**Input**
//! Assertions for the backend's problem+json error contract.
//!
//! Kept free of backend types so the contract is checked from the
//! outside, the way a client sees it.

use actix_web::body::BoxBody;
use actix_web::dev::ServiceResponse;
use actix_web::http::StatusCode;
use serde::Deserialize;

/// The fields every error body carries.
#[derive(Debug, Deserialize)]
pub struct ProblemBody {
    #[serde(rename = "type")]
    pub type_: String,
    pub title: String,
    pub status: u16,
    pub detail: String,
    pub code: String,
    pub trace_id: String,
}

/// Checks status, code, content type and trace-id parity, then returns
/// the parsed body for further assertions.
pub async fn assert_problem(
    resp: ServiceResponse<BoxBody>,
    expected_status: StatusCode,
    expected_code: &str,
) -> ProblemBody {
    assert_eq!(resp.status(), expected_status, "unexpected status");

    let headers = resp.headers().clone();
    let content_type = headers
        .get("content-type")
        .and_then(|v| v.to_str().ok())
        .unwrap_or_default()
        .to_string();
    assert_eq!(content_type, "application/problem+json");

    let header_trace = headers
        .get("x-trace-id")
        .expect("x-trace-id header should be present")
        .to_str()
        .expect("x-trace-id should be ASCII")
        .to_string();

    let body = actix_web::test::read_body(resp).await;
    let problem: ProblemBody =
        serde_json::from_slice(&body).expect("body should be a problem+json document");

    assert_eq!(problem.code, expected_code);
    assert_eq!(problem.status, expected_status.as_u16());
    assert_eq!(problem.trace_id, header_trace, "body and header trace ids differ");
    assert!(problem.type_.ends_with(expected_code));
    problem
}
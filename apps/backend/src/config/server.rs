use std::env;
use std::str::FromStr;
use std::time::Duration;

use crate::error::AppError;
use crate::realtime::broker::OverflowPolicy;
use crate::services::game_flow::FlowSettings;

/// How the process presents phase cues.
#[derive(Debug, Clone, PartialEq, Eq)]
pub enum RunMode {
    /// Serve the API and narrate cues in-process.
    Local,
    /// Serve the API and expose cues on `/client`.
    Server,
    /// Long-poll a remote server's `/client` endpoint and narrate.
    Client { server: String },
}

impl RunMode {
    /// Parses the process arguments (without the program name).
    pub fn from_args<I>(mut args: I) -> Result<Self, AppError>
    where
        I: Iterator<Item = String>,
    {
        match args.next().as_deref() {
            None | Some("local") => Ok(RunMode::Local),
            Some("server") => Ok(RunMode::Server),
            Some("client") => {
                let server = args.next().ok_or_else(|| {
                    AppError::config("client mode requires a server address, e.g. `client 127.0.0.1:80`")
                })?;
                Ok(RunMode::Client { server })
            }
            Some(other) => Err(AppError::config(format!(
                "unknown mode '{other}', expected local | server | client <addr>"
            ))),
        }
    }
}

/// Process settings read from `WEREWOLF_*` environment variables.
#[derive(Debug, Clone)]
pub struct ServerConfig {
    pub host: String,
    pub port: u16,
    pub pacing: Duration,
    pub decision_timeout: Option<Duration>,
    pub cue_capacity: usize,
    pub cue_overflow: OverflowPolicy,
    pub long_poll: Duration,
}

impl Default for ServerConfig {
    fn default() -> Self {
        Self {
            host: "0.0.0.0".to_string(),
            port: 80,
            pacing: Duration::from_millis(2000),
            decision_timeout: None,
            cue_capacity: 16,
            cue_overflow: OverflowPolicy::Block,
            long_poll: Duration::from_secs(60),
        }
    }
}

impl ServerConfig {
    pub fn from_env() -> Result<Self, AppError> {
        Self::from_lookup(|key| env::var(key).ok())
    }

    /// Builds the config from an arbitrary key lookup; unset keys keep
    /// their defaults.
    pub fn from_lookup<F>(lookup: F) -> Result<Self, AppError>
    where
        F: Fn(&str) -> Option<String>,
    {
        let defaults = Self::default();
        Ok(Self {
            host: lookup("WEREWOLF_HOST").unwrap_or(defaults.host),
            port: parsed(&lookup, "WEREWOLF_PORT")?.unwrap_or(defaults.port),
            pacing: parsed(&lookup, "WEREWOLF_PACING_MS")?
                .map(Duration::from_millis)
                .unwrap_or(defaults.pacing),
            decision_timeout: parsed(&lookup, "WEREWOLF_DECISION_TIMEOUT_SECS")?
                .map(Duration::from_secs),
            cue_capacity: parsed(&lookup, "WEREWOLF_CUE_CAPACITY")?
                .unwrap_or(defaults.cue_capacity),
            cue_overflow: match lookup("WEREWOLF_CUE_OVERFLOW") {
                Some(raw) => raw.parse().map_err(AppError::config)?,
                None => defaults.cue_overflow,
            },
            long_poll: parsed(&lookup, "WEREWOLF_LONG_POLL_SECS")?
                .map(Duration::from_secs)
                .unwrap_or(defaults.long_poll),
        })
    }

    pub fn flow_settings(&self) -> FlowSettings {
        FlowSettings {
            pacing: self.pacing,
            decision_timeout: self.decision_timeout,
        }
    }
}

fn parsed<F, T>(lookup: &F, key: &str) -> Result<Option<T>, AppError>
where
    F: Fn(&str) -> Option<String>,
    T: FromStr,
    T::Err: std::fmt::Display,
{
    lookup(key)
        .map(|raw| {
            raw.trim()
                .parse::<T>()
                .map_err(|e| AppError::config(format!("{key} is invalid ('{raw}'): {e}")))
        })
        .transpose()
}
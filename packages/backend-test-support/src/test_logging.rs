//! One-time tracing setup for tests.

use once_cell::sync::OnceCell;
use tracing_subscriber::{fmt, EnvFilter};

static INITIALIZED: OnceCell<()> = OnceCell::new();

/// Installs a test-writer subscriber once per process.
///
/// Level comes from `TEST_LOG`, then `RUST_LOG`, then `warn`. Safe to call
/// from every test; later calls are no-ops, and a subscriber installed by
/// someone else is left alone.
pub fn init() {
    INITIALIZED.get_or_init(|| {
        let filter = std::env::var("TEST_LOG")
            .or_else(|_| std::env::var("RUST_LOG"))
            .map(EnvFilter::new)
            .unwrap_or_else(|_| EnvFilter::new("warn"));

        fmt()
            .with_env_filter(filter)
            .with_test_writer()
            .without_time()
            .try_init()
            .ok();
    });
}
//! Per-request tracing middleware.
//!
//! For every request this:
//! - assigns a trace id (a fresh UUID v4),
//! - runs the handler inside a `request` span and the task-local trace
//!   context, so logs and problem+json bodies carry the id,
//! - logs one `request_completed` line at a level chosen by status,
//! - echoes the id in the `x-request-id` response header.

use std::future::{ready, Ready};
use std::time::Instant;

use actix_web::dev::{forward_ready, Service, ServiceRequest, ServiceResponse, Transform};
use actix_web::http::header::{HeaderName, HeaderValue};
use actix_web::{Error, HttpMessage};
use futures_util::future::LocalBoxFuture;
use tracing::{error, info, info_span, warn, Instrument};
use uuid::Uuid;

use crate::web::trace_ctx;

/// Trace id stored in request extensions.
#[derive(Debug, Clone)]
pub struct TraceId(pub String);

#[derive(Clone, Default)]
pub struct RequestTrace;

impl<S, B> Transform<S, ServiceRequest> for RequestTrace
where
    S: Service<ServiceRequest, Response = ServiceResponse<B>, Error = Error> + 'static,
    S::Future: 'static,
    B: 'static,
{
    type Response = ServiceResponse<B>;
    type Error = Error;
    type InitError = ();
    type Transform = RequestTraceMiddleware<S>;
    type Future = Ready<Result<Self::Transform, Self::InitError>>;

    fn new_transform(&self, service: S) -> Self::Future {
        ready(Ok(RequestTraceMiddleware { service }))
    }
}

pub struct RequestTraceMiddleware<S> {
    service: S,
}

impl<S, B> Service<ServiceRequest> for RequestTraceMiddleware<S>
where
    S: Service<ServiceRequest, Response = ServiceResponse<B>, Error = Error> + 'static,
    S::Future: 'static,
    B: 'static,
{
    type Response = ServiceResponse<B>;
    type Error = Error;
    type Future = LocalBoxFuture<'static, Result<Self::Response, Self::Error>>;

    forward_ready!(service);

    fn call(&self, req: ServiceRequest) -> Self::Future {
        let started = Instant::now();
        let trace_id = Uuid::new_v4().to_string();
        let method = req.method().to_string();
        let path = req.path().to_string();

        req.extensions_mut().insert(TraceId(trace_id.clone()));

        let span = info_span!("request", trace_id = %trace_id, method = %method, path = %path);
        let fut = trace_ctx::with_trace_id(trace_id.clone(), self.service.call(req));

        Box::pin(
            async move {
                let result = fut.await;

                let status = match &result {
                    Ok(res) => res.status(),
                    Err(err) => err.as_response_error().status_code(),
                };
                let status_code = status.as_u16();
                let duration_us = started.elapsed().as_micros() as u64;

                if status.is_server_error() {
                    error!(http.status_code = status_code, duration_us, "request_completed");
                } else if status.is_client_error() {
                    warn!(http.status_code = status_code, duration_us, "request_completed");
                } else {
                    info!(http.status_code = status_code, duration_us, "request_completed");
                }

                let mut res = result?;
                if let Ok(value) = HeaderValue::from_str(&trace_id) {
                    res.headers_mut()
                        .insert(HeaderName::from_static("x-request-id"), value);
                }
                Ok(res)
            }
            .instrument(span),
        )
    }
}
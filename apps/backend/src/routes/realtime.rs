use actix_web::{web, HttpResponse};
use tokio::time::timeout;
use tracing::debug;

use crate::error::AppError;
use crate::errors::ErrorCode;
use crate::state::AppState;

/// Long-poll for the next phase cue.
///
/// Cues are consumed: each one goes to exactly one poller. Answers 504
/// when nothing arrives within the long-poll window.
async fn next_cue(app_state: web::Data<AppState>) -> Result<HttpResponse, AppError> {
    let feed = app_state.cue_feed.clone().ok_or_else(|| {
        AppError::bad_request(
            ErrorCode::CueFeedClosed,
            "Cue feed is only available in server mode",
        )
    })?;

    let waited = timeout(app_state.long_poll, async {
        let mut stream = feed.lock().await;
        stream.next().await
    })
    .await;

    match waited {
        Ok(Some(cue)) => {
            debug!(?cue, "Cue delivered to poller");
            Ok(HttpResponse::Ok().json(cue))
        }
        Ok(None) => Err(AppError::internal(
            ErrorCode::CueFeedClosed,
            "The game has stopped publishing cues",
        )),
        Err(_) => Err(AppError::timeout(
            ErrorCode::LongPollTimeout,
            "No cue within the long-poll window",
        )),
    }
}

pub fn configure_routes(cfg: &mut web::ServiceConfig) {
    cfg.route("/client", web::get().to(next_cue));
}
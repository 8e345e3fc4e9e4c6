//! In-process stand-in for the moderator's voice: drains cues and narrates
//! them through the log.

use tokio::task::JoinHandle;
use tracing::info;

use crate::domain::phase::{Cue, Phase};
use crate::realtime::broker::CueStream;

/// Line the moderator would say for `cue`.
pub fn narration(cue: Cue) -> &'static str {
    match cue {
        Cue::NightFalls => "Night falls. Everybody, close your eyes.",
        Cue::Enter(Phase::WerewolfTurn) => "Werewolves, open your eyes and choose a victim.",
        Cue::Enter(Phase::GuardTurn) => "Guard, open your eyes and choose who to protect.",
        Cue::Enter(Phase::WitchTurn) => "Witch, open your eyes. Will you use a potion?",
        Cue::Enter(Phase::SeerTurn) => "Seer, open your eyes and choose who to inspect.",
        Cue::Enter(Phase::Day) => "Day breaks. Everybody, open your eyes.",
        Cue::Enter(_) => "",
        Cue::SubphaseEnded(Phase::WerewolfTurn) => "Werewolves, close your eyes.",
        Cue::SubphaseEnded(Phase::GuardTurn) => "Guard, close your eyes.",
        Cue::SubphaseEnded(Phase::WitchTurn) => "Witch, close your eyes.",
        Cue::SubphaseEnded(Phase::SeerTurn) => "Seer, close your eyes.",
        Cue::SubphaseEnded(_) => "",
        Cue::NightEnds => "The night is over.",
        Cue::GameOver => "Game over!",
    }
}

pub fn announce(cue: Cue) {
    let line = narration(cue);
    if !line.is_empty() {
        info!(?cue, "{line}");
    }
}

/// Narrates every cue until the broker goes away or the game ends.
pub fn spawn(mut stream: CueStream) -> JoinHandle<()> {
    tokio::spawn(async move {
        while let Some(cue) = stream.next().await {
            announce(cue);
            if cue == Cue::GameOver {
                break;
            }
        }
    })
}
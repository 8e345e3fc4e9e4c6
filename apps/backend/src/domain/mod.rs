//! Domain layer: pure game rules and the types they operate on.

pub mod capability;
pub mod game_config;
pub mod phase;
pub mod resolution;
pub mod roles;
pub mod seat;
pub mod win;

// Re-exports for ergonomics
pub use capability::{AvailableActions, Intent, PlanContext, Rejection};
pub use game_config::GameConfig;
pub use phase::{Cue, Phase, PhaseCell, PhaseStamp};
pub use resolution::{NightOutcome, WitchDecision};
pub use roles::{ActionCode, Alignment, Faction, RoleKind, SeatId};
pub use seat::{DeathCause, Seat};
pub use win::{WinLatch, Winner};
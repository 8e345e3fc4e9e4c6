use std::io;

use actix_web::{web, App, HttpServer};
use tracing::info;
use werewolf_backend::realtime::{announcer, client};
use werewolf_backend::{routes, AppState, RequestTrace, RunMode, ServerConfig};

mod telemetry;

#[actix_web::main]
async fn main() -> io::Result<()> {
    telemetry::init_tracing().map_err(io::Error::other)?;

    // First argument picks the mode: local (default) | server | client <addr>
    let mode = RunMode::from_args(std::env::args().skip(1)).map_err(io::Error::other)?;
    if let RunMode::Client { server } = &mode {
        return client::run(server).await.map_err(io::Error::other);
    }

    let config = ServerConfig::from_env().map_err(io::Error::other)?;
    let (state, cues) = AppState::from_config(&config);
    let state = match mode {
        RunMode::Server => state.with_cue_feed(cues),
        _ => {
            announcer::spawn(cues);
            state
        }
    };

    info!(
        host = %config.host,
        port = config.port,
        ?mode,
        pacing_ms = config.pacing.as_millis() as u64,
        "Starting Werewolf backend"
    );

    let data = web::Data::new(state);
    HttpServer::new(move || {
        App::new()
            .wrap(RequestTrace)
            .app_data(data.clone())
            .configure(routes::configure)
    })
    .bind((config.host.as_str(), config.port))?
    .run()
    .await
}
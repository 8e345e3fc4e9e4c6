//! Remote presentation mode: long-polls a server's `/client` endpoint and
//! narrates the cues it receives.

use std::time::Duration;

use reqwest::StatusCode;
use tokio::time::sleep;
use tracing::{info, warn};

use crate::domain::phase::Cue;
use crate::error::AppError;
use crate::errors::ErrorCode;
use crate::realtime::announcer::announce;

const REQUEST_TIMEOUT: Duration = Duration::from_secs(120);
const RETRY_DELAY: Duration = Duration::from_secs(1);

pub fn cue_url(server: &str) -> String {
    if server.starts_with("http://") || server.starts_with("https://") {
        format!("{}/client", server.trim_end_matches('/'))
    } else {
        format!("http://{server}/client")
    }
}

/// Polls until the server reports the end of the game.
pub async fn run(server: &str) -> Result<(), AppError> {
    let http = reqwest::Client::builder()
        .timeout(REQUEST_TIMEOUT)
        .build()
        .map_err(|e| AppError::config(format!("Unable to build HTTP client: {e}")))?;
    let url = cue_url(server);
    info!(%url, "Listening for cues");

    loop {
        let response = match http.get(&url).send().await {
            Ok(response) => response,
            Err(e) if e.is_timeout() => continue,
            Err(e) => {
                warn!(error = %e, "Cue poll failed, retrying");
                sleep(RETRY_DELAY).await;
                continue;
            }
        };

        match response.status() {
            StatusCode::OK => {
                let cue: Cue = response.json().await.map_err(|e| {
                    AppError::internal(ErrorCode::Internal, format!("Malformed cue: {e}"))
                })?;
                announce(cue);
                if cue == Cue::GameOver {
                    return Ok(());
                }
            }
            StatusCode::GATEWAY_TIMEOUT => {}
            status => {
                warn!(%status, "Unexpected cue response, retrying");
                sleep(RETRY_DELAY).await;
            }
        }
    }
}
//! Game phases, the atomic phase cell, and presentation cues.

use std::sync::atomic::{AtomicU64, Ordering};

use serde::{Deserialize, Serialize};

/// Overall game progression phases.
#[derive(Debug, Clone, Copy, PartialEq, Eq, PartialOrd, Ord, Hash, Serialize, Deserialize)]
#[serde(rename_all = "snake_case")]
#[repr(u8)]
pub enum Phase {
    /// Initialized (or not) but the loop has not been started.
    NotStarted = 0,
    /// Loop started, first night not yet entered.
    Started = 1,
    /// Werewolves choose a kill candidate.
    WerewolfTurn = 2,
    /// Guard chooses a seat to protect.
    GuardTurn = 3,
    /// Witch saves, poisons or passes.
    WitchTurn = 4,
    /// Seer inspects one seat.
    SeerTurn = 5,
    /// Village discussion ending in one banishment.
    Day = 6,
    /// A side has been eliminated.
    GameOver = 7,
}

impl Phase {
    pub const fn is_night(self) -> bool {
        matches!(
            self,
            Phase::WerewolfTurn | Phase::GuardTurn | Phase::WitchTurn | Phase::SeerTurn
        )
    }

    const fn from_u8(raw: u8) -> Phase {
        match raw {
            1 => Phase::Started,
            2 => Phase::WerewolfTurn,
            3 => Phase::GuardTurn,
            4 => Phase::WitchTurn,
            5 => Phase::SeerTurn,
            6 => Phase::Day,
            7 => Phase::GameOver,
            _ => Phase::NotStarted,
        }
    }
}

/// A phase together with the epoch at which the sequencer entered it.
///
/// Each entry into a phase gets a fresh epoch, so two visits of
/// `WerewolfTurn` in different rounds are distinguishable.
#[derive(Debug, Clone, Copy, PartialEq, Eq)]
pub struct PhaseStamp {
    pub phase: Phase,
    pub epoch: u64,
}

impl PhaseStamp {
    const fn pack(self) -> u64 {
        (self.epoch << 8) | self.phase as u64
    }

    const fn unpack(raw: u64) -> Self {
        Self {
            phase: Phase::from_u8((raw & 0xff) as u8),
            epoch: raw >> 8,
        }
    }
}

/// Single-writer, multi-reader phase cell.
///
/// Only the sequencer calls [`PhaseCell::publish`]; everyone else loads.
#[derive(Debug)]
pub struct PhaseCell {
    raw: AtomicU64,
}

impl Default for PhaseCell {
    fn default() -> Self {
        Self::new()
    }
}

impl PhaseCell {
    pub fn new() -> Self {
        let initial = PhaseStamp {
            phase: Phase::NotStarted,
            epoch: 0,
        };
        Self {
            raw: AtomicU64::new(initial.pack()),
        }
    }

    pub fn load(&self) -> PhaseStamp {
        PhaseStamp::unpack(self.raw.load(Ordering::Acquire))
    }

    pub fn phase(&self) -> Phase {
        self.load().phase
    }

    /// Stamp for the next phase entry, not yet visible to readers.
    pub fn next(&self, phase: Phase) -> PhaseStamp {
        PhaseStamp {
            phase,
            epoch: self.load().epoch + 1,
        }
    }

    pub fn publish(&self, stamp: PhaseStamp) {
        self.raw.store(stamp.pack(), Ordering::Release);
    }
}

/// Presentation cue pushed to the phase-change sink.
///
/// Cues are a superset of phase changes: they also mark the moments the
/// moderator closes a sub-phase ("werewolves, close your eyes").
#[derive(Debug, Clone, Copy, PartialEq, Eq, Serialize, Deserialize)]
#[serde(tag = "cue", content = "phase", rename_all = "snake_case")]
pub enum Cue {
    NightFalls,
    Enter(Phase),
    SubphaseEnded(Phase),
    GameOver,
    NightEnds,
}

**What the task requires**
Set out exactly the lines from the one bearing "the moments the" through the end of the data, including both ends and omitting all others.

**Output for this task**
/// Cues are a superset of phase changes: they also mark the moments the
/// moderator closes a sub-phase ("werewolves, close your eyes").
#[derive(Debug, Clone, Copy, PartialEq, Eq, Serialize, Deserialize)]
#[serde(tag = "cue", content = "phase", rename_all = "snake_case")]
pub enum Cue {
    NightFalls,
    Enter(Phase),
    SubphaseEnded(Phase),
    GameOver,
    NightEnds,
}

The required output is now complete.